Uno spettacolo gradevole e ben affrontato sotto tutti i punti di vista che potrà essere ammirato quest’anno ancora due volte: la prima dall’1 al 6 marzo (con la direzione di Daniel Oren), e quindi ancora dal 9 al 13 maggio (direttore in questa occasione James Conlon).
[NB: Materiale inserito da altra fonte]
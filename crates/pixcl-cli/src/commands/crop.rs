//! Crop command

use crate::CropArgs;
use anyhow::Result;
use pixcl_compute::ProcessorConfig;
use pixcl_core::Rect;
use tracing::debug;

pub fn run(args: CropArgs, config: &ProcessorConfig) -> Result<()> {
    let image = super::load_image(&args.input)?;
    let rect = Rect::new(args.x, args.y, args.w, args.h);
    debug!("cropping {}x{} @ ({},{}) from {}", args.w, args.h, args.x, args.y, image.size());

    let output = super::processor(config)?.crop(&image, rect)?;
    super::save_image(&args.output, &output)
}
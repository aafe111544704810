//! # pixcl-ops
//!
//! CPU implementations of every pixcl filter. They serve two roles: the
//! fallback path when no accelerator is usable, and the oracle that
//! accelerated output is compared against.
//!
//! # Modules
//!
//! - [`pixel`] - per-pixel grayscale/sepia arithmetic
//! - [`color`] - grayscale and sepia over whole bitmaps
//! - [`resize`] - nearest-neighbor and bilinear scaling
//! - [`transform`] - crop
//! - [`parallel`] - Rayon row-parallel variants (feature `parallel`)
//!
//! All filters write into a caller-provided output bitmap, whose
//! dimensions define the result size.
//!
//! # Example
//!
//! ```rust
//! use pixcl_core::{Bitmap, Rgba};
//!
//! let src = Bitmap::filled(8, 8, Rgba::opaque(200, 120, 40))?;
//! let mut half = Bitmap::new(4, 4)?;
//! pixcl_ops::scale_bilinear(&src, &mut half)?;
//! # Ok::<(), Box<dyn std::error::Error>>(())
//! ```

#![warn(missing_docs)]

pub mod color;
mod error;
pub mod pixel;
pub mod resize;
pub mod transform;

#[cfg(feature = "parallel")]
pub mod parallel;

pub use color::{grayscale, sepia};
pub use error::{OpsError, OpsResult};
pub use resize::{scale_bilinear, scale_nearest};
pub use transform::{crop, cropped};
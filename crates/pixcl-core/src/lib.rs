//! # pixcl-core
//!
//! Core types shared by every pixcl crate:
//!
//! - [`Bitmap`] - packed RGBA8 raster, the layout accelerator kernels consume
//! - [`Rgba`] - one pixel, castable to and from bytes and 32-bit words
//! - [`Colorspace`] - RGB / RGBA tag used by the codecs
//! - [`Rect`], [`Point`], [`Size`] - geometry for crop and scale
//! - [`Error`] / [`Result`] - bitmap construction and access errors
//!
//! ## Crate Structure
//!
//! ```text
//! pixcl-core (this crate)
//!    ^
//!    +-- pixcl-io      (codecs)
//!    +-- pixcl-ops     (CPU filters)
//!    +-- pixcl-compute (accelerator dispatch)
//!    +-- pixcl-cli
//! ```

#![warn(missing_docs)]

pub mod bitmap;
pub mod error;
pub mod pixel;
pub mod rect;

pub use bitmap::Bitmap;
pub use error::{Error, Result};
pub use pixel::{
    BYTES_PER_PIXEL, Colorspace, REC709_LUMA_B, REC709_LUMA_G, REC709_LUMA_R, Rgba,
};
pub use rect::{Point, Rect, Size};

/// Prelude module for convenient imports.
pub mod prelude {
    pub use crate::bitmap::Bitmap;
    pub use crate::error::{Error, Result};
    pub use crate::pixel::{Colorspace, Rgba};
    pub use crate::rect::{Point, Rect, Size};
}
//! Error types for I/O operations.

use std::io;
use thiserror::Error;

/// I/O operation error.
#[derive(Debug, Error)]
pub enum IoError {
    /// File I/O error.
    #[error("I/O error: {0}")]
    Io(#[from] io::Error),

    /// Unsupported or unrecognised format.
    #[error("unsupported format: {0}")]
    UnsupportedFormat(String),

    /// Decoding error.
    #[error("decode error: {0}")]
    DecodeError(String),

    /// Encoding error.
    #[error("encode error: {0}")]
    EncodeError(String),

    /// Unsupported bit depth or sample layout.
    #[error("unsupported bit depth: {0}")]
    UnsupportedBitDepth(String),

    /// The format can't store the requested colorspace.
    #[error("{format} cannot store {colorspace}")]
    UnsupportedColorspace {
        /// Target format name.
        format: &'static str,
        /// Requested colorspace.
        colorspace: pixcl_core::Colorspace,
    },

    /// Decoded data didn't form a valid bitmap.
    #[error(transparent)]
    Core(#[from] pixcl_core::Error),
}

/// Result type for I/O operations.
pub type IoResult<T> = Result<T, IoError>;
E a chi dovesse chiedersi legittimamente se il ripresentare tre volte in un anno lo stesso allestimento (che tra l’altro viene riproposto a cadenza quasi annuale dal 2015) sia un po’ stucchevole, ci sentiamo di rispondere di no: ben vengano simili iniziative.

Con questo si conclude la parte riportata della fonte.